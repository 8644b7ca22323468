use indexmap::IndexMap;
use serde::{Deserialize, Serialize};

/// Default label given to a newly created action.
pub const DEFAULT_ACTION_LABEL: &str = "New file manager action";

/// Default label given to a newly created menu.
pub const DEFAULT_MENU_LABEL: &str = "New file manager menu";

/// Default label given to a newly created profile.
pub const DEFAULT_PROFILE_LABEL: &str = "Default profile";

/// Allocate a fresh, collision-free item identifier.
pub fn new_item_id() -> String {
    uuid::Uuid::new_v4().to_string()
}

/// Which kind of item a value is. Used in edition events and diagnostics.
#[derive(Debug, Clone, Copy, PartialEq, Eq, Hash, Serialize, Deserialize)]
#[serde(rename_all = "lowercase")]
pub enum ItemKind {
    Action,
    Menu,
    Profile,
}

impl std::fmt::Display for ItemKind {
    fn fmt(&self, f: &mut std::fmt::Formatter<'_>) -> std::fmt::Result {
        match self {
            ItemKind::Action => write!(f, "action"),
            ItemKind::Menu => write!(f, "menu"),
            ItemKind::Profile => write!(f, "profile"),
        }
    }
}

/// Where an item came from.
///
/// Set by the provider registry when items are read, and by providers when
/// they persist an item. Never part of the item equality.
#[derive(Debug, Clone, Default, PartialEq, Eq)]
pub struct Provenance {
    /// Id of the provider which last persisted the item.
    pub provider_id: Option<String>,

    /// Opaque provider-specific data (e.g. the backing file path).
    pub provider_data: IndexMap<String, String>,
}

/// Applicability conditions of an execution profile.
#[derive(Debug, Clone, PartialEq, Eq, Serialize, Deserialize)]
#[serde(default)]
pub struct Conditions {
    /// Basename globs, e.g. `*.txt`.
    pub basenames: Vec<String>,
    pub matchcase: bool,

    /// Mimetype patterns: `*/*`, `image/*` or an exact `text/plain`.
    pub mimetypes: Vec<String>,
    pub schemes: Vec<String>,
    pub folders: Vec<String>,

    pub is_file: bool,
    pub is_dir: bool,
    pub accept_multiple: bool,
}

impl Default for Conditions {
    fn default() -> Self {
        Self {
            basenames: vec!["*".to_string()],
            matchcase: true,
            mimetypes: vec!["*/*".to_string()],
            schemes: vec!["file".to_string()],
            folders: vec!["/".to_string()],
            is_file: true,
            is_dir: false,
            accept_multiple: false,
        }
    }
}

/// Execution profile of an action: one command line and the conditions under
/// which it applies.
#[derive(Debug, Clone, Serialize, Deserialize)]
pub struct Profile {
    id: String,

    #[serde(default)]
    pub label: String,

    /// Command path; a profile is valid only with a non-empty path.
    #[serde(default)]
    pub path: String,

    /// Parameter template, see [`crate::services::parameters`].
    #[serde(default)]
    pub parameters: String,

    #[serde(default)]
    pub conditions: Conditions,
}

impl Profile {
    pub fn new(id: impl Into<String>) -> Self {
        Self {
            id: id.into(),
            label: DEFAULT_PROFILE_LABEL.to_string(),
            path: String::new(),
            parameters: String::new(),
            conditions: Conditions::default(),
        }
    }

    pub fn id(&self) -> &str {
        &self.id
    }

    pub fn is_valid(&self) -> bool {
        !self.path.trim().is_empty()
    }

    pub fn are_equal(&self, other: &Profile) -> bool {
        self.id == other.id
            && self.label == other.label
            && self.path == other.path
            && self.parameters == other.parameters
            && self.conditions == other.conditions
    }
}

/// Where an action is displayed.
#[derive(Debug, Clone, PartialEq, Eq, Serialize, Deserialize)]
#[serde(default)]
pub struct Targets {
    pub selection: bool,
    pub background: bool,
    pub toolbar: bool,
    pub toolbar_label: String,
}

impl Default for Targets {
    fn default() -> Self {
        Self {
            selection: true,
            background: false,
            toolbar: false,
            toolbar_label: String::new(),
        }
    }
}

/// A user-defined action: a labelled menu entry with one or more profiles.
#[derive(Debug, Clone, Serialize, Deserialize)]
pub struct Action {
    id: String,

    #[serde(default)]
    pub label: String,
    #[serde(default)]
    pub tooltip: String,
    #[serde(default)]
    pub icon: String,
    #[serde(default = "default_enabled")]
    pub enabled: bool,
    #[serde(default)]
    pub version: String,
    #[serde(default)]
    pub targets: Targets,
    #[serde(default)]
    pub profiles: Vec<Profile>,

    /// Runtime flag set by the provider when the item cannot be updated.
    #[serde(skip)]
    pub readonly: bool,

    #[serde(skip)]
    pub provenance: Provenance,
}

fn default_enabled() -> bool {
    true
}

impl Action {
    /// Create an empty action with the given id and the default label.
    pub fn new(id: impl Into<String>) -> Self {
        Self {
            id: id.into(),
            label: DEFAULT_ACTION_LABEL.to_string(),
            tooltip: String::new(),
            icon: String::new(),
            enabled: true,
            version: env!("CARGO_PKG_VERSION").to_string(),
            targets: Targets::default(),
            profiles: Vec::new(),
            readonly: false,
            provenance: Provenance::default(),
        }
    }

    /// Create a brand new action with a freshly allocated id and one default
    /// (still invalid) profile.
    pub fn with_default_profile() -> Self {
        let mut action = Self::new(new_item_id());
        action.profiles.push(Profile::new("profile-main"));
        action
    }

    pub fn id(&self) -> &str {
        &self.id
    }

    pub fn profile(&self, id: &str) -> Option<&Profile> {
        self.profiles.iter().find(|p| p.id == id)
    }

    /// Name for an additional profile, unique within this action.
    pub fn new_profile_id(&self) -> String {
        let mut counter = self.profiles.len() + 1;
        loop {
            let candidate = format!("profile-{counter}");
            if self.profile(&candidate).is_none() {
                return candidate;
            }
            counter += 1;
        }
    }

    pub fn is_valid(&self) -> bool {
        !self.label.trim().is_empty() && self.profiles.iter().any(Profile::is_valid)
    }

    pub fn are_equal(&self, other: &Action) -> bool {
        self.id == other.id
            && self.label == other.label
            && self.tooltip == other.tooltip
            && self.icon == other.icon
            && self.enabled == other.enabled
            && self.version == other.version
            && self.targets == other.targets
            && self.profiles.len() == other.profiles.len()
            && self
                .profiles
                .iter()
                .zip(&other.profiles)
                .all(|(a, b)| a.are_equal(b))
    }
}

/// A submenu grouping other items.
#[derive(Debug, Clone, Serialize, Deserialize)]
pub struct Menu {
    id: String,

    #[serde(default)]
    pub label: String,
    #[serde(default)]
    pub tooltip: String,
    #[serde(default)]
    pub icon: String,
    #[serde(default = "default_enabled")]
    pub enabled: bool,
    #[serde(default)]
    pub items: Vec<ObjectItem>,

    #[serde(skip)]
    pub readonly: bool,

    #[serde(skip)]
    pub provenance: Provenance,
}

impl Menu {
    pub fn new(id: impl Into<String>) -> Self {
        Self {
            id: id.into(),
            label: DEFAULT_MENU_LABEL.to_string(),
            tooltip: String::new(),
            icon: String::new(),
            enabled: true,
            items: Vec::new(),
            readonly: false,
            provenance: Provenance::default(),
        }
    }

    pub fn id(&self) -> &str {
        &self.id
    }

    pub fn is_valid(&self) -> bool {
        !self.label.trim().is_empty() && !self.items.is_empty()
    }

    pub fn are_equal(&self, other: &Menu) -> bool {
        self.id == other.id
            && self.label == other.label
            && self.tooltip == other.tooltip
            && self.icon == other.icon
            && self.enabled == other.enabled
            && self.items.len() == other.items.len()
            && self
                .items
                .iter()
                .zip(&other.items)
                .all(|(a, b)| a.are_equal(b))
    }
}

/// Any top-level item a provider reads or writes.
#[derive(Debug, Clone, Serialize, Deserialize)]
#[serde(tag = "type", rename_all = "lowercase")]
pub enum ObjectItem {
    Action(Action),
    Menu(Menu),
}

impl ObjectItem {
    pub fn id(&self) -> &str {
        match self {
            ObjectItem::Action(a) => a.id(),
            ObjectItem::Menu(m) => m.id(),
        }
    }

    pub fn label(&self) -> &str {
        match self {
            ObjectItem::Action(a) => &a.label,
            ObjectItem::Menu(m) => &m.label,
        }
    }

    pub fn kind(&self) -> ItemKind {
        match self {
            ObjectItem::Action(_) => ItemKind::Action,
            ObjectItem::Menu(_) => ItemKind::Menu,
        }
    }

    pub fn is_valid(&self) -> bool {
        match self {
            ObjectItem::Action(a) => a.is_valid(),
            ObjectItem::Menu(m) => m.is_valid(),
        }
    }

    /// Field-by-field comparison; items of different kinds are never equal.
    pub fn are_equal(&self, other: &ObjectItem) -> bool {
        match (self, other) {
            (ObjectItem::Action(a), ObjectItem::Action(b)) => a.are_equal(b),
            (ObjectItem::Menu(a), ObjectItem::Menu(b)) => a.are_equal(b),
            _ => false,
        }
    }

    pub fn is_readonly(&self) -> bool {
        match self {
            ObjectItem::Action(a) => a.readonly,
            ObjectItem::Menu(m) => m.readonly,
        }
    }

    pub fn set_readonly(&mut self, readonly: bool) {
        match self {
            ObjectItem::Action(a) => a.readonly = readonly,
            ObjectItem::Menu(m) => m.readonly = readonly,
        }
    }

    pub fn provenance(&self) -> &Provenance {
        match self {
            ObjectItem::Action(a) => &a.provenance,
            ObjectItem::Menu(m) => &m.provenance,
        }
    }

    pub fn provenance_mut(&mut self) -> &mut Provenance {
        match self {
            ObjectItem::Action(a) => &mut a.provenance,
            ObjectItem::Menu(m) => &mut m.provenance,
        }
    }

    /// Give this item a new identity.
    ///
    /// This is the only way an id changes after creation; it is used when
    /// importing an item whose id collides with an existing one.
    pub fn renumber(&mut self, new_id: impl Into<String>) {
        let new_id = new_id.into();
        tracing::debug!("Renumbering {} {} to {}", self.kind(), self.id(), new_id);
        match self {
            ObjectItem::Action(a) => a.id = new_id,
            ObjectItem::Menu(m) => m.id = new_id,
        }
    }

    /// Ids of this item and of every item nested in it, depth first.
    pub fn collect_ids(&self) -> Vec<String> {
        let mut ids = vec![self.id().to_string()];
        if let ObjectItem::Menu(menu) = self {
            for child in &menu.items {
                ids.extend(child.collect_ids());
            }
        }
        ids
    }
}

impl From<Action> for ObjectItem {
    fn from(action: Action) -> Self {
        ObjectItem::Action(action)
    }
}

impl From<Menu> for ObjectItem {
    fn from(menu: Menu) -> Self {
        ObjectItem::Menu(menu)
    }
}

:::

*About this task:*
Take the stretch of lines above from the one containing "self.conditions == other.conditions" through the one containing "cannot be updated." and repeat it exactly, adding no other line.

*Task result:*
            && self.conditions == other.conditions
    }
}

/// Where an action is displayed.
#[derive(Debug, Clone, PartialEq, Eq, Serialize, Deserialize)]
#[serde(default)]
pub struct Targets {
    pub selection: bool,
    pub background: bool,
    pub toolbar: bool,
    pub toolbar_label: String,
}

impl Default for Targets {
    fn default() -> Self {
        Self {
            selection: true,
            background: false,
            toolbar: false,
            toolbar_label: String::new(),
        }
    }
}

/// A user-defined action: a labelled menu entry with one or more profiles.
#[derive(Debug, Clone, Serialize, Deserialize)]
pub struct Action {
    id: String,

    #[serde(default)]
    pub label: String,
    #[serde(default)]
    pub tooltip: String,
    #[serde(default)]
    pub icon: String,
    #[serde(default = "default_enabled")]
    pub enabled: bool,
    #[serde(default)]
    pub version: String,
    #[serde(default)]
    pub targets: Targets,
    #[serde(default)]
    pub profiles: Vec<Profile>,

    /// Runtime flag set by the provider when the item cannot be updated.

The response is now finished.